Twenty-three years before Jamestown, there was Roanoke Island. The settlement didn’t survive, but the history, adventure and family fun did.
Roanoke Island Festival Park is an interactive family attraction that celebrates the first English settlement in America. Visitors board and explore the park’s centerpiece, a representational ship called Elizabeth II, which looks just like one of the seven English ships from the Roanoke Voyage of 1585. Climb aboard and help costumed 16th-century sailors set the sails, plot a course with an astrolabe, and swab the decks. Turn the capstan to raise the ship’s anchor, play checkers with a wily sailor, and search for surprises in barrels and boxes aboard. Test out the straw and feather mattresses that gentlemen aboard the ship were lucky to sleep on. The interpretive staff of sailors gladly answers questions about the ship, the historic Roanoke Voyages, or any other inquiry guests have about the beginnings of English-speaking America.
Return to shore and try traditional woodworking, play Elizabethan games, or watch the blacksmith fashion his wares at the Settlement Site. There, visitors will find additional costumed interpreters who demonstrate what daily life was like for the first English military establishment in the New World. Search the canvas tents for goods and supplies, try on armor, and practice your Irish accent with some of the settlers.

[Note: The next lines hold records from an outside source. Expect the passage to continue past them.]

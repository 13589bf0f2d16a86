use crate::cmd::VersionArgs;
use crate::exit::{CliResult, SUCCESS};

pub fn run(args: VersionArgs) -> CliResult<i32> {
    if !args.extended {
        println!("ip150 {}", env!("CARGO_PKG_VERSION"));
        return Ok(SUCCESS);
    }

    println!("name: ip150");
    println!("version: {}", env!("CARGO_PKG_VERSION"));
    println!(
        "build_target: {}",
        option_env!("IP150_BUILD_TARGET").unwrap_or("unknown")
    );
    println!("target_os: {}", std::env::consts::OS);
    println!("target_arch: {}", std::env::consts::ARCH);
    println!("features: async={}, cli=true", cfg!(feature = "async"));
    println!(
        "header_size: {} max_read_length: {}",
        ip150_frame::HEADER_SIZE,
        ip150_frame::MAX_READ_LENGTH
    );

    Ok(SUCCESS)
}
/// Payload encryption supplied by the session layer.
///
/// Implementations own the key material negotiated during login. The framing
/// layer only hands over the checksummed plaintext payload and flags the
/// header as encrypted; it never inspects the ciphertext.
pub trait EncryptionEnvelope: Send + Sync {
    /// Transform a plaintext payload into its on-wire ciphertext.
    fn encrypt(&self, plaintext: &[u8]) -> Vec<u8>;
}

impl<E: EncryptionEnvelope + ?Sized> EncryptionEnvelope for std::sync::Arc<E> {
    fn encrypt(&self, plaintext: &[u8]) -> Vec<u8> {
        (**self).encrypt(plaintext)
    }
}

Explore Coastal Algonquin culture and history in American Indian Town, an exhibit that’s new to Roanoke Island Festival Park. The town represents an American Indian community similar to what the English explorers investigated and surveyed during their voyages to Roanoke Island and the surrounding area in the late 16th century.
Two longhouses represent the historical homes of American Indians from the region. One of the longhouses interprets the home of a leader from the community and stretches over 30 feet long. A smaller and partially completed longhouse includes an interactive component that invites visitors to help complete the structure and also features a Dance Circle. Both areas contain interactive exhibits that focuses on the developing relationship between the American Indian and English peoples during the late 16th century.

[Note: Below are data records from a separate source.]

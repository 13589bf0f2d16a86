fn main() {
    if let Ok(target) = std::env::var("TARGET") {
        println!("cargo:rustc-env=IP150_BUILD_TARGET={target}");
    }
    println!("cargo:rerun-if-env-changed=TARGET");
}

The exhibit has a planting and harvesting area where visitors can learn the advanced nuances of American Indian farming techniques. Three work shelters include activities like cordage (rope) making, mat and basket weaving, net mending, food preparation, tanning hides, fishing, boat building and gathering.
If you wonder about what happened on the Outer Banks after the Roanoke Voyages, discover 400 years of the region’s history in the interactive Roanoke Adventure Museum. Guests amble through the museum at whatever pace they like on a self-guided tour through the historical developments of Roanoke Island and the region at large. Read about the history of the area, wear Elizabethan costumes, or listen to Stumpy the Pirate as he jokes about the infamous Blackbeard down in Ocracoke. Learn about another “lost colony” on Roanoke Island—the Freedmen’s Colony. Imagine what it must have been like to participate in the Battle of Roanoke Island during the Civil War. Study a map of shipwrecks that go back in history through generations and give this stretch of the Atlantic Coast its notorious nickname, “Graveyard of the Atlantic.” View a shad boat that designer George Washington Creef built in 1887 and volunteers and staff from the Roanoke Island Maritime Museum restored over a century later. Find out about the boat building, hunting, and fishing traditions of the Outer Banks, and encounter the beginnings of the tourism industry that made the islands what they are today.
In the park’s Film Theatre, see The Legend of Two-Path, a mini-movie about two famous Native Americans, Manteo and Wanchese. Honor the vital and vibrant culture, heritage, and traditions of American Indians from the region in our new American Indian Town. The exhibit includes a wide variety of true-to-scale structures, role-play environments, and places to explore, plant, dance, build and play.
The Museum Store offers historically themed gift merchandise in the Elizabethan section, a nautical section inspired by the Elizabeth II, a Civil War section, an American Indian section and, of course, a place for pirates. Enjoy the on-site Art Gallery with exhibits that change monthly, the Fossil Pit full of treasures, and the Outer Banks History Center. Stroll across the green grass of the impressive Outdoor Pavilion, or catch a glimpse of the critters, birds and fishes that make the marsh habitat their home from The Boardwalk.
The Outer Banks History Center is a regional archive and research library administrated by the North Carolina State Archives, Department of Cultural Resources. Its holdings document the history, development and growth of the North Carolina coast.
The 25-acre island park sits across from the Manteo, NC waterfront and is an easy 5 miles from the Nags Head beaches. Walk across the bridge to the Roanoke Island Maritime Museum—just a block away in downtown Manteo—which features a working boathouse and the Roanoke Marshes Lighthouse. Enjoy downtown Manteo’s restaurants for breakfast, lunch or dinner, and spend some time strolling through the town’s cute boutiques and shops.